Medical Subject Headings (MeSH):
Protein Synthesis, Tumor Viruses, and Recombinant DNA, 1959-1975
Letter from Paul Berg to Kenneth Murray (March 7, 1966)
23rd February, 1966
I believe you met Fred Sanger at a Gordon Conference last summer and that he would have told you of his doings with RNA. You
may or may not know that I have been applying his two-dimensional separation technique to DNA digests. My interest in this
stemmed from work on nucleoproteins from which I had removed certain histones, and the need for something approaching a fingerprinting
method for polydeoxyribonucleotides. The nucleotide map of pan. DNase digests is quite complex, but very reproducible and
I'm hopeful that it may be useful as a fingerprinting method. This work, of course, leads one very quickly into the realm
of nucleotide sequences, and Fred and I would like to try separating (and identifying) the products of various digests of
the mixed polymers that can be generated in the Berg experiment in which DNA polymerase+ Mn2+ will accept one riboTP in lieu
of a deoxyriboTP. Would your reaction be to encourage us in this, or would you prefer to do this sort of thing yourself (or
are you, in fact, actively pursuing this sort of stuff at present)?

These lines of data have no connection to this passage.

//! Sentinel CLI - Command-line interface for Synheart Sentinel
//!
//! Commands:
//! - baseline: Compute per-user baselines from daily samples
//! - detect: Replay daily samples through the engine and report anomalies
//! - validate: Validate daily samples

use clap::{Parser, Subcommand, ValueEnum};
use std::collections::BTreeMap;
use std::fs;
use std::io::{self, Read};
use std::path::{Path, PathBuf};
use std::process::ExitCode;

use chrono::{DateTime, NaiveTime, Utc};
use tracing::info;
use tracing_subscriber::{fmt, prelude::*, EnvFilter};

use synheart_sentinel::baseline::{BaselineCalculator, BaselineOutcome};
use synheart_sentinel::config::DetectionConfig;
use synheart_sentinel::pipeline::{DetectionEngine, DetectionReport};
use synheart_sentinel::store::{BaselineRepository, InMemoryStore};
use synheart_sentinel::types::{Anomaly, MetricSample, UserBaseline};
use synheart_sentinel::{EngineError, PRODUCER_NAME, SENTINEL_VERSION};

/// Sentinel - Baseline and anomaly detection for daily health metrics
#[derive(Parser)]
#[command(name = "sentinel")]
#[command(author = "Synheart AI Inc")]
#[command(version = SENTINEL_VERSION)]
#[command(about = "Detect deviations from personal health baselines", long_about = None)]
struct Cli {
    /// Detection configuration file (JSON)
    #[arg(long, global = true)]
    config: Option<PathBuf>,

    /// Rolling baseline window in days (overrides config)
    #[arg(long, global = true)]
    baseline_days: Option<u32>,

    /// Minimum samples before a baseline is used (overrides config)
    #[arg(long, global = true)]
    min_baseline_days: Option<u32>,

    /// Z-score threshold in standard deviations (overrides config)
    #[arg(long, global = true)]
    threshold: Option<f64>,

    #[command(subcommand)]
    command: Commands,
}

#[derive(Subcommand)]
enum Commands {
    /// Compute per-user baselines from daily samples
    Baseline {
        /// Input file path (use - for stdin)
        #[arg(short, long)]
        input: PathBuf,

        /// Output file path (use - for stdout)
        #[arg(short, long, default_value = "-")]
        output: PathBuf,

        /// Input format
        #[arg(long, default_value = "ndjson")]
        input_format: InputFormat,

        /// Output format
        #[arg(long, default_value = "ndjson")]
        output_format: OutputFormat,
    },

    /// Replay daily samples in date order and report anomalies
    Detect {
        /// Input file path (use - for stdin)
        #[arg(short, long)]
        input: PathBuf,

        /// Output file path (use - for stdout)
        #[arg(short, long, default_value = "-")]
        output: PathBuf,

        /// Input format
        #[arg(long, default_value = "ndjson")]
        input_format: InputFormat,

        /// Output format
        #[arg(long, default_value = "ndjson")]
        output_format: OutputFormat,

        /// Emit anomaly records instead of full daily reports
        #[arg(long)]
        anomalies_only: bool,

        /// Save final baselines to file after processing
        #[arg(long)]
        save_baselines: Option<PathBuf>,
    },

    /// Validate daily samples
    Validate {
        /// Input file path (use - for stdin)
        #[arg(short, long)]
        input: PathBuf,

        /// Input format
        #[arg(long, default_value = "ndjson")]
        input_format: InputFormat,

        /// Output validation report as JSON
        #[arg(long)]
        json: bool,
    },
}

#[derive(Clone, ValueEnum)]
enum InputFormat {
    /// Newline-delimited JSON (one sample per line)
    Ndjson,
    /// JSON array of samples
    Json,
}

#[derive(Clone, ValueEnum)]
enum OutputFormat {
    /// Newline-delimited JSON (one record per line)
    Ndjson,
    /// JSON array of records
    Json,
    /// Pretty-printed JSON
    JsonPretty,
}

fn main() -> ExitCode {
    tracing_subscriber::registry()
        .with(EnvFilter::try_from_default_env().unwrap_or_else(|_| EnvFilter::new("warn")))
        .with(fmt::layer().with_target(false).with_writer(io::stderr))
        .init();

    let cli = Cli::parse();

    match run(cli) {
        Ok(()) => ExitCode::SUCCESS,
        Err(e) => {
            eprintln!(
                "{}",
                serde_json::to_string(&CliError::from(e)).unwrap_or_else(|_| "Unknown error".to_string())
            );
            ExitCode::FAILURE
        }
    }
}

fn run(cli: Cli) -> Result<(), SentinelCliError> {
    let mut config = load_config(cli.config.as_deref())?;
    if let Some(days) = cli.baseline_days {
        config.baseline_window_days = days;
    }
    if let Some(days) = cli.min_baseline_days {
        config.min_baseline_days = days;
    }
    if let Some(threshold) = cli.threshold {
        config.threshold_std_dev = threshold;
    }
    config.validate()?;

    match cli.command {
        Commands::Baseline {
            input,
            output,
            input_format,
            output_format,
        } => cmd_baseline(&config, &input, &output, input_format, output_format),

        Commands::Detect {
            input,
            output,
            input_format,
            output_format,
            anomalies_only,
            save_baselines,
        } => cmd_detect(
            config,
            &input,
            &output,
            input_format,
            output_format,
            anomalies_only,
            save_baselines.as_deref(),
        ),

        Commands::Validate {
            input,
            input_format,
            json,
        } => cmd_validate(&input, input_format, json),
    }
}

fn load_config(path: Option<&Path>) -> Result<DetectionConfig, SentinelCliError> {
    match path {
        Some(path) => Ok(DetectionConfig::from_json(&fs::read_to_string(path)?)?),
        None => Ok(DetectionConfig::default()),
    }
}

fn cmd_baseline(
    config: &DetectionConfig,
    input: &Path,
    output: &Path,
    input_format: InputFormat,
    output_format: OutputFormat,
) -> Result<(), SentinelCliError> {
    let samples = read_samples(input, input_format)?;
    validate_all(&samples)?;

    let calculator = BaselineCalculator::from_config(config);
    let mut outcomes: Vec<UserBaselineOutcome> = Vec::new();

    for (user_id, mut history) in group_by_user(samples) {
        history.sort_by_key(|s| s.date);
        let start = history.len().saturating_sub(config.baseline_window_days as usize);
        let outcome = calculator.compute(&history[start..])?;
        info!(user_id = %user_id, ready = outcome.is_ready(), "Computed baseline");
        outcomes.push(UserBaselineOutcome { user_id, outcome });
    }

    write_output(output, &format_output(&outcomes, &output_format)?)
}

fn cmd_detect(
    config: DetectionConfig,
    input: &Path,
    output: &Path,
    input_format: InputFormat,
    output_format: OutputFormat,
    anomalies_only: bool,
    save_baselines: Option<&Path>,
) -> Result<(), SentinelCliError> {
    let mut samples = read_samples(input, input_format)?;
    validate_all(&samples)?;
    samples.sort_by(|a, b| a.user_id.cmp(&b.user_id).then(a.date.cmp(&b.date)));

    let engine = DetectionEngine::with_config(std::sync::Arc::new(InMemoryStore::new()), config)?;
    let mut reports: Vec<DetectionReport> = Vec::new();

    for sample in samples {
        // Each day is evaluated as if by its nightly run, before it joins the history
        let report = engine.process_day_at(&sample, None, nightly_run(&sample))?;
        engine.store().upsert_sample(sample);
        reports.push(report);
    }

    let output_data = if anomalies_only {
        let anomalies: Vec<&Anomaly> = reports
            .iter()
            .flat_map(|r| r.outcome.anomalies.iter())
            .collect();
        format_output(&anomalies, &output_format)?
    } else {
        format_output(&reports, &output_format)?
    };
    write_output(output, &output_data)?;

    if let Some(path) = save_baselines {
        let mut baselines: Vec<UserBaseline> = Vec::new();
        // reports are grouped by user, so dedup is enough
        let mut users: Vec<&str> = reports
            .iter()
            .filter_map(|r| r.baseline.as_ref().map(|b| b.user_id.as_str()))
            .collect();
        users.dedup();
        for user_id in users {
            if let Some(baseline) = engine.store().load(user_id)? {
                baselines.push(baseline);
            }
        }
        fs::write(path, serde_json::to_string_pretty(&baselines)?)?;
    }

    Ok(())
}

fn cmd_validate(input: &Path, input_format: InputFormat, json: bool) -> Result<(), SentinelCliError> {
    let samples = read_samples(input, input_format)?;

    let errors: Vec<ValidationErrorDetail> = samples
        .iter()
        .enumerate()
        .filter_map(|(index, sample)| {
            sample.validate().err().map(|e| ValidationErrorDetail {
                index,
                user_id: sample.user_id.clone(),
                date: sample.date.to_string(),
                error: e.to_string(),
            })
        })
        .collect();

    let report = ValidationReport {
        producer: PRODUCER_NAME.to_string(),
        total_samples: samples.len(),
        valid_samples: samples.len() - errors.len(),
        invalid_samples: errors.len(),
        errors,
    };

    if json {
        println!("{}", serde_json::to_string_pretty(&report)?);
    } else {
        println!("Validation Report");
        println!("=================");
        println!("Total samples:   {}", report.total_samples);
        println!("Valid samples:   {}", report.valid_samples);
        println!("Invalid samples: {}", report.invalid_samples);

        if !report.errors.is_empty() {
            println!("\nErrors:");
            for err in &report.errors {
                println!(
                    "  - {} on {} (index {}): {}",
                    err.user_id, err.date, err.index, err.error
                );
            }
        }
    }

    if report.invalid_samples > 0 {
        Err(SentinelCliError::ValidationFailed(report.invalid_samples))
    } else {
        Ok(())
    }
}

// Helper functions

fn read_samples(input: &Path, format: InputFormat) -> Result<Vec<MetricSample>, SentinelCliError> {
    let input_data = if input.to_string_lossy() == "-" {
        let mut buffer = String::new();
        io::stdin().read_to_string(&mut buffer)?;
        buffer
    } else {
        fs::read_to_string(input)?
    };

    let samples = match format {
        InputFormat::Json => serde_json::from_str(&input_data)?,
        InputFormat::Ndjson => input_data
            .lines()
            .enumerate()
            .filter(|(_, line)| !line.trim().is_empty())
            .map(|(number, line)| {
                serde_json::from_str::<MetricSample>(line).map_err(|e| {
                    SentinelCliError::ParseError(format!("line {}: {}", number + 1, e))
                })
            })
            .collect::<Result<Vec<_>, _>>()?,
    };

    if samples.is_empty() {
        return Err(SentinelCliError::NoSamples);
    }
    Ok(samples)
}

fn validate_all(samples: &[MetricSample]) -> Result<(), SentinelCliError> {
    for sample in samples {
        sample.validate().map_err(EngineError::from)?;
    }
    Ok(())
}

fn group_by_user(samples: Vec<MetricSample>) -> BTreeMap<String, Vec<MetricSample>> {
    let mut grouped: BTreeMap<String, Vec<MetricSample>> = BTreeMap::new();
    for sample in samples {
        grouped.entry(sample.user_id.clone()).or_default().push(sample);
    }
    grouped
}

/// Timestamp of the nightly run that evaluates `sample`
fn nightly_run(sample: &MetricSample) -> DateTime<Utc> {
    sample.date.and_time(NaiveTime::MIN).and_utc()
}

fn format_output<T: serde::Serialize>(
    records: &[T],
    format: &OutputFormat,
) -> Result<String, SentinelCliError> {
    match format {
        OutputFormat::Ndjson => {
            let mut lines: Vec<String> = Vec::new();
            for record in records {
                lines.push(serde_json::to_string(record)?);
            }
            Ok(lines.join("\n") + "\n")
        }
        OutputFormat::Json => Ok(serde_json::to_string(records)?),
        OutputFormat::JsonPretty => Ok(serde_json::to_string_pretty(records)?),
    }
}

fn write_output(output: &Path, data: &str) -> Result<(), SentinelCliError> {
    if output.to_string_lossy() == "-" {
        print!("{}", data);
    } else {
        fs::write(output, data)?;
    }
    Ok(())
}

// Error handling

#[derive(Debug)]
enum SentinelCliError {
    Io(io::Error),
    Engine(EngineError),
    Json(serde_json::Error),
    NoSamples,
    ValidationFailed(usize),
    ParseError(String),
}

impl From<io::Error> for SentinelCliError {
    fn from(e: io::Error) -> Self {
        SentinelCliError::Io(e)
    }
}

impl From<EngineError> for SentinelCliError {
    fn from(e: EngineError) -> Self {
        SentinelCliError::Engine(e)
    }
}

impl From<serde_json::Error> for SentinelCliError {
    fn from(e: serde_json::Error) -> Self {
        SentinelCliError::Json(e)
    }
}

#[derive(serde::Serialize)]
struct CliError {
    code: String,
    message: String,
    hint: Option<String>,
}

impl From<SentinelCliError> for CliError {
    fn from(e: SentinelCliError) -> Self {
        match e {
            SentinelCliError::Io(e) => CliError {
                code: "IO_ERROR".to_string(),
                message: e.to_string(),
                hint: Some("Check file paths and permissions".to_string()),
            },
            SentinelCliError::Engine(EngineError::InvalidSample(e)) => CliError {
                code: "VALIDATION_ERROR".to_string(),
                message: e.to_string(),
                hint: Some("Run 'sentinel validate' for details".to_string()),
            },
            SentinelCliError::Engine(EngineError::InvalidConfig(message)) => CliError {
                code: "CONFIG_ERROR".to_string(),
                message,
                hint: Some("Check the --config file".to_string()),
            },
            SentinelCliError::Engine(e) => CliError {
                code: "ENGINE_ERROR".to_string(),
                message: e.to_string(),
                hint: None,
            },
            SentinelCliError::Json(e) => CliError {
                code: "JSON_ERROR".to_string(),
                message: e.to_string(),
                hint: Some("Check JSON syntax".to_string()),
            },
            SentinelCliError::NoSamples => CliError {
                code: "NO_SAMPLES".to_string(),
                message: "No samples found in input".to_string(),
                hint: Some("Ensure input file is not empty".to_string()),
            },
            SentinelCliError::ValidationFailed(count) => CliError {
                code: "VALIDATION_FAILED".to_string(),
                message: format!("{} samples failed validation", count),
                hint: Some("Fix validation errors and retry".to_string()),
            },
            SentinelCliError::ParseError(msg) => CliError {
                code: "PARSE_ERROR".to_string(),
                message: msg,
                hint: Some("Ensure each line is one daily sample".to_string()),
            },
        }
    }
}

// Report types

#[derive(serde::Serialize)]
struct UserBaselineOutcome {
    user_id: String,
    outcome: BaselineOutcome,
}

#[derive(serde::Serialize)]
struct ValidationReport {
    producer: String,
    total_samples: usize,
    valid_samples: usize,
    invalid_samples: usize,
    errors: Vec<ValidationErrorDetail>,
}

#[derive(serde::Serialize)]
struct ValidationErrorDetail {
    index: usize,
    user_id: String,
    date: String,
    error: String,
}
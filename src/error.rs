//! Error types for Synheart Sentinel

use thiserror::Error;
use uuid::Uuid;

/// Errors that can occur while computing baselines or detecting anomalies
#[derive(Debug, Error)]
pub enum EngineError {
    /// A caller broke an engine contract (e.g. detection without a valid baseline)
    #[error("Precondition violated: {0}")]
    PreconditionViolation(String),

    #[error("Anomaly not found: {0}")]
    NotFound(Uuid),

    #[error("Invalid metric sample: {0}")]
    InvalidSample(#[from] ValidationError),

    #[error("Invalid JSON: {0}")]
    JsonError(#[from] serde_json::Error),

    #[error("Invalid configuration: {0}")]
    InvalidConfig(String),
}

/// Validation errors for metric samples
#[derive(Debug, Clone, PartialEq, Error)]
pub enum ValidationError {
    #[error("Missing user id")]
    MissingUserId,

    #[error("{field} must be finite and non-negative, got {value}")]
    NegativeOrNonFinite { field: &'static str, value: f64 },

    #[error("Sleep duration {0} minutes exceeds a day (1440)")]
    SleepOutOfRange(u32),

    #[error("Mood score {0} outside 1-10")]
    MoodOutOfRange(u8),
}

If you're inclined to utter a word of encouragement, I should hasten to add that my next sentence concerns the possibility
of my coming to Stanford for a couple of months this summer, from about the end of June. I tentatively discussed this with
Dale Kaiser last year, to learn something about lambda, and have just written to ask him if this may still be possible. If
you and Dale (and Dr. Kornberg, of course) would allow me to join you for a couple of months, I'd like to try and do a
little with lambda dg, and to make some mixed polymers which I would then send back to Fred to fingerprint (unless I could
do this at Stanford). You see, we do not have the necessary enzymes to make either 32p triphosphates or the polymers, and
while I have no objection to getting involved in this once I know that there is some point in doing so, I would like to see
how the ionophoretic system will handle the digested mixed polymers before starting all the preparative work. I would, of
course, be prepared and expect to make the labeled ribo- and deoxyribo triphosphates, but I (and Fred) would be very grateful
if I could come and do two or three mixed polymer preparations with the benefit of the collective experience, and enzymes,
of Stanford's Biochemistry Department. For primer DNA, we are envisaging using lambda, or lambda dg, and some of the
small phage DNAs.
I'm afraid this has been a necessarily brief indication of the type of expt. that we'd like to turn some attention
to. We'd welcome your comments on it, and would be particularly grateful if, even at this late date, it is possible for
me to join you, Dale, and your colleagues for a short while this summer.